[Stored items]
▼
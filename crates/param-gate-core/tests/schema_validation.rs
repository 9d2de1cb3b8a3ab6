// crates/param-gate-core/tests/schema_validation.rs
// ============================================================================
// Module: Schema Validation Tests
// Description: Defect detection, completeness, and compilation.
// ============================================================================
//! ## Overview
//! Integration tests for the load-time schema validator.

mod support;

use param_gate_core::DefectKind;
use param_gate_core::ParameterNode;
use param_gate_core::SchemaLimits;
use param_gate_core::SchemaValidator;
use param_gate_core::ValidationResult;
use param_gate_core::validate;
use serde_json::Value;
use serde_json::json;
use support::TestResult;
use support::addr;
use support::ensure;
use support::format_union;
use support::schema;
use support::settings;

/// Validates a schema given in wire form.
fn defects_of(raw: Value) -> TestResult<ValidationResult> {
    Ok(validate(&schema(raw)?))
}

/// Wraps children in an object root.
fn root(children: Value) -> Value {
    json!({ "name": "root", "type": "object", "children": children })
}

/// Asserts exactly one defect of `kind`, located at `address`.
fn single(result: &ValidationResult, kind: DefectKind, address: &str) -> TestResult {
    ensure(result.defects.len() == 1, format!("expected one defect, got {:?}", result.defects))?;
    let defect = &result.defects[0];
    ensure(defect.kind == kind, format!("kind {:?}", defect.kind))?;
    ensure(defect.address == addr(address)?, format!("address {}", defect.address))
}

// ============================================================================
// SECTION: Valid Schemas
// ============================================================================

#[test]
fn fixtures_are_valid() -> TestResult {
    for raw in [settings(), format_union()] {
        let result = defects_of(raw)?;
        ensure(result.is_valid(), format!("unexpected defects {:?}", result.defects))?;
    }
    Ok(())
}

#[test]
fn wire_form_round_trips_through_serde() -> TestResult {
    let node = schema(settings())?;
    let rendered = serde_json::to_value(&node)?;
    let back: ParameterNode = serde_json::from_value(rendered)?;
    ensure(back == node, "schema changed after round trip")
}

// ============================================================================
// SECTION: Defect Kinds
// ============================================================================

#[test]
fn duplicate_sibling_names() -> TestResult {
    let result = defects_of(root(json!([
        { "name": "a", "type": "string" },
        { "name": "b", "type": "boolean" },
        { "name": "a", "type": "integer" }
    ])))?;
    single(&result, DefectKind::DuplicateName, "a")
}

#[test]
fn same_name_in_different_variants_is_allowed() -> TestResult {
    let result = defects_of(json!({
        "name": "root",
        "type": "discriminated_union",
        "discriminator": "kind",
        "variants": [
            { "children": [
                { "name": "kind", "type": "string", "const": "a" },
                { "name": "x", "type": "string" }
            ] },
            { "children": [
                { "name": "kind", "type": "string", "const": "b" },
                { "name": "x", "type": "integer" }
            ] }
        ]
    }))?;
    ensure(result.is_valid(), format!("{:?}", result.defects))
}

#[test]
fn invalid_identifiers() -> TestResult {
    let result = defects_of(root(json!([
        { "name": "ok_1", "type": "string" },
        { "name": "not-ok", "type": "string" }
    ])))?;
    let invalid = result.of_kind(DefectKind::InvalidIdentifier);
    ensure(result.defects.len() == 1, format!("{:?}", result.defects))?;
    ensure(invalid.len() == 1, "one invalid identifier")?;
    ensure(invalid[0].address.to_string() == "not-ok", invalid[0].address.to_string())
}

#[test]
fn array_items_need_no_name() -> TestResult {
    let result = defects_of(root(json!([
        { "name": "tags", "type": "array", "items": { "type": "string" } }
    ])))?;
    ensure(result.is_valid(), format!("{:?}", result.defects))
}

#[test]
fn range_inversions() -> TestResult {
    let result = defects_of(root(json!([
        { "name": "n", "type": "number", "minimum": 2.5, "maximum": 1.0 },
        { "name": "i", "type": "integer", "minimum": 5, "maximum": 4 },
        { "name": "s", "type": "string", "min_length": 3, "max_length": 2 },
        {
            "name": "l",
            "type": "array",
            "min_items": 2,
            "max_items": 1,
            "items": { "type": "boolean" }
        },
        { "name": "fine", "type": "integer", "minimum": 1, "maximum": 1 }
    ])))?;
    let inverted = result.of_kind(DefectKind::RangeInversion);
    ensure(inverted.len() == 4, format!("{:?}", result.defects))?;
    ensure(result.defects.len() == 4, "no other defects")
}

#[test]
fn variants_must_pin_the_discriminator() -> TestResult {
    let result = defects_of(json!({
        "name": "root",
        "type": "discriminated_union",
        "discriminator": "kind",
        "variants": [
            { "children": [{ "name": "kind", "type": "string", "const": "a" }] },
            { "children": [{ "name": "other", "type": "string", "const": "b" }] },
            { "children": [{ "name": "kind", "type": "string", "enum": ["c", "d"] }] },
            { "children": [{ "name": "kind", "type": "integer" }] }
        ]
    }))?;
    let missing = result.of_kind(DefectKind::MissingDiscriminatorConstant);
    let addresses: Vec<String> = missing.iter().map(|defect| defect.address.to_string()).collect();
    ensure(addresses == ["@1", "@2", "@3"], format!("{addresses:?}"))
}

#[test]
fn discriminator_constants_must_be_unique() -> TestResult {
    let result = defects_of(json!({
        "name": "root",
        "type": "discriminated_union",
        "discriminator": "kind",
        "variants": [
            { "children": [{ "name": "kind", "type": "string", "const": "a" }] },
            { "children": [{ "name": "kind", "type": "string", "enum": ["a"] }] }
        ]
    }))?;
    single(&result, DefectKind::DuplicateDiscriminatorConstant, "@1")
}

#[test]
fn unions_need_variants() -> TestResult {
    let result = defects_of(root(json!([
        { "name": "u", "type": "discriminated_union", "discriminator": "kind", "variants": [] }
    ])))?;
    single(&result, DefectKind::EmptyUnion, "u")
}

#[test]
fn dangling_condition_paths() -> TestResult {
    let result = defects_of(root(json!([
        { "name": "mode", "type": "string" },
        { "name": "a", "type": "string", "display": { "show": { "mode": "x" } } },
        { "name": "b", "type": "string", "display": { "hide": { "missing": 1 } } },
        { "name": "c", "type": "string", "display": { "show": { "a.deeper": 1 } } }
    ])))?;
    let dangling = result.of_kind(DefectKind::DanglingConditionPath);
    let addresses: Vec<String> = dangling.iter().map(|defect| defect.address.to_string()).collect();
    ensure(addresses == ["b", "c"], format!("{:?}", result.defects))
}

#[test]
fn conditions_may_reference_any_variant_field() -> TestResult {
    let result = defects_of(root(json!([
        {
            "name": "output",
            "type": "discriminated_union",
            "discriminator": "format",
            "variants": [
                { "children": [
                    { "name": "format", "type": "string", "const": "json" },
                    { "name": "strict", "type": "boolean" }
                ] },
                { "children": [{ "name": "format", "type": "string", "const": "md" }] }
            ]
        },
        { "name": "note", "type": "string", "display": { "show": { "output.strict": true } } }
    ])))?;
    ensure(result.is_valid(), format!("{:?}", result.defects))
}

#[test]
fn array_item_fields_cannot_be_referenced() -> TestResult {
    let result = defects_of(root(json!([
        {
            "name": "rows",
            "type": "array",
            "items": { "type": "object", "children": [{ "name": "id", "type": "string" }] }
        },
        { "name": "x", "type": "string", "display": { "show": { "rows.id": "1" } } }
    ])))?;
    single(&result, DefectKind::DanglingConditionPath, "x")
}

#[test]
fn malformed_and_oversized_conditions() -> TestResult {
    let mut deep = json!({ "a": 1 });
    for _ in 0 .. 20 {
        deep = json!({ "$and": [deep] });
    }
    let result = defects_of(root(json!([
        { "name": "a", "type": "integer" },
        { "name": "b", "type": "string", "display": { "show": { "a": { "$bogus": 1 } } } },
        { "name": "c", "type": "string", "display": { "hide": deep } }
    ])))?;
    let malformed = result.of_kind(DefectKind::MalformedCondition);
    ensure(malformed.len() == 1, format!("{:?}", result.defects))?;
    ensure(result.of_kind(DefectKind::ConditionLimitExceeded).len() == 1, "limit exceeded")
}

#[test]
fn defaults_must_fit_their_node() -> TestResult {
    let result = defects_of(root(json!([
        { "name": "s", "type": "string", "enum": ["a", "b"], "default": "c" },
        { "name": "n", "type": "number", "maximum": 1, "default": 2 },
        { "name": "i", "type": "integer", "default": 1.5 },
        { "name": "f", "type": "boolean", "default": "yes" },
        { "name": "t", "type": "string", "max_length": 2, "default": "abc" },
        { "name": "ok", "type": "integer", "minimum": 0, "default": 0 }
    ])))?;
    let invalid = result.of_kind(DefectKind::InvalidDefault);
    let addresses: Vec<String> = invalid.iter().map(|defect| defect.address.to_string()).collect();
    ensure(addresses == ["s", "n", "i", "f", "t"], format!("{addresses:?}"))
}

#[test]
fn schema_size_limits() -> TestResult {
    let validator = SchemaValidator::new(SchemaLimits {
        max_nodes: 3,
        ..SchemaLimits::default()
    });
    let node = schema(settings())?;
    let result = validator.validate(&node);
    single(&result, DefectKind::SchemaLimitExceeded, "")?;

    let validator = SchemaValidator::new(SchemaLimits {
        max_depth: 1,
        ..SchemaLimits::default()
    });
    let result = validator.validate(&node);
    ensure(result.of_kind(DefectKind::SchemaLimitExceeded).len() == 1, "depth reported once")
}

// ============================================================================
// SECTION: Completeness
// ============================================================================

#[test]
fn every_defect_is_reported_in_one_pass() -> TestResult {
    let broken = root(json!([
        { "name": "a", "type": "string" },
        { "name": "a", "type": "string" },
        { "name": "bad name", "type": "string" },
        { "name": "r", "type": "integer", "minimum": 9, "maximum": 1 },
        { "name": "c", "type": "string", "display": { "show": { "nowhere": 1 } } }
    ]));
    let result = defects_of(broken)?;
    let mut kinds: Vec<DefectKind> = result.defects.iter().map(|defect| defect.kind).collect();
    kinds.sort();
    ensure(
        kinds
            == [
                DefectKind::DuplicateName,
                DefectKind::InvalidIdentifier,
                DefectKind::RangeInversion,
                DefectKind::DanglingConditionPath,
            ],
        format!("{kinds:?}"),
    )
}

#[test]
fn fixing_defects_clears_them_and_reintroducing_restores_them() -> TestResult {
    let fixed = root(json!([
        { "name": "a", "type": "string" },
        { "name": "b", "type": "string" }
    ]));
    ensure(defects_of(fixed)?.is_valid(), "fixed schema is clean")?;
    let reintroduced = root(json!([
        { "name": "a", "type": "string" },
        { "name": "a", "type": "string" }
    ]));
    single(&defects_of(reintroduced)?, DefectKind::DuplicateName, "a")
}

#[test]
fn compilation_refuses_defective_schemas() -> TestResult {
    let node = schema(root(json!([
        { "name": "a", "type": "string", "display": { "show": { "b": 1 } } }
    ])))?;
    let Err(result) = SchemaValidator::default().compile(node) else {
        return Err("compiled a schema with a dangling path".into());
    };
    ensure(!result.is_valid(), "defects returned")?;
    ensure(result.to_string().contains("1 defect"), result.to_string())
}

#[test]
fn defect_codes_are_stable() -> TestResult {
    let result = defects_of(root(json!([
        { "name": "a", "type": "string" },
        { "name": "a", "type": "string" }
    ])))?;
    let rendered = serde_json::to_value(&result)?;
    ensure(
        rendered
            == json!({
                "defects": [{
                    "kind": "duplicate_name",
                    "address": "a",
                    "message": "duplicate sibling name \"a\""
                }]
            }),
        format!("{rendered}"),
    )?;
    ensure(DefectKind::DuplicateName.code() == "duplicate_name", "code")
}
▲
WHAT YOU WILL DO:
The lines to return begin at the first line of the records and end at the line holding "let rendered = serde_json::to_value(&node)?;"; please return them exactly, including both, and nothing beyond.

ANSWER TO THIS PROBLEM:
filename crates/param-gate-core/tests/schema_validation.rs
repository 9d2de1cb3b8a3ab6
// crates/param-gate-core/tests/schema_validation.rs
// ============================================================================
// Module: Schema Validation Tests
// Description: Defect detection, completeness, and compilation.
// ============================================================================
//! ## Overview
//! Integration tests for the load-time schema validator.

mod support;

use param_gate_core::DefectKind;
use param_gate_core::ParameterNode;
use param_gate_core::SchemaLimits;
use param_gate_core::SchemaValidator;
use param_gate_core::ValidationResult;
use param_gate_core::validate;
use serde_json::Value;
use serde_json::json;
use support::TestResult;
use support::addr;
use support::ensure;
use support::format_union;
use support::schema;
use support::settings;

/// Validates a schema given in wire form.
fn defects_of(raw: Value) -> TestResult<ValidationResult> {
    Ok(validate(&schema(raw)?))
}

/// Wraps children in an object root.
fn root(children: Value) -> Value {
    json!({ "name": "root", "type": "object", "children": children })
}

/// Asserts exactly one defect of `kind`, located at `address`.
fn single(result: &ValidationResult, kind: DefectKind, address: &str) -> TestResult {
    ensure(result.defects.len() == 1, format!("expected one defect, got {:?}", result.defects))?;
    let defect = &result.defects[0];
    ensure(defect.kind == kind, format!("kind {:?}", defect.kind))?;
    ensure(defect.address == addr(address)?, format!("address {}", defect.address))
}

// ============================================================================
// SECTION: Valid Schemas
// ============================================================================

#[test]
fn fixtures_are_valid() -> TestResult {
    for raw in [settings(), format_union()] {
        let result = defects_of(raw)?;
        ensure(result.is_valid(), format!("unexpected defects {:?}", result.defects))?;
    }
    Ok(())
}

#[test]
fn wire_form_round_trips_through_serde() -> TestResult {
    let node = schema(settings())?;
    let rendered = serde_json::to_value(&node)?;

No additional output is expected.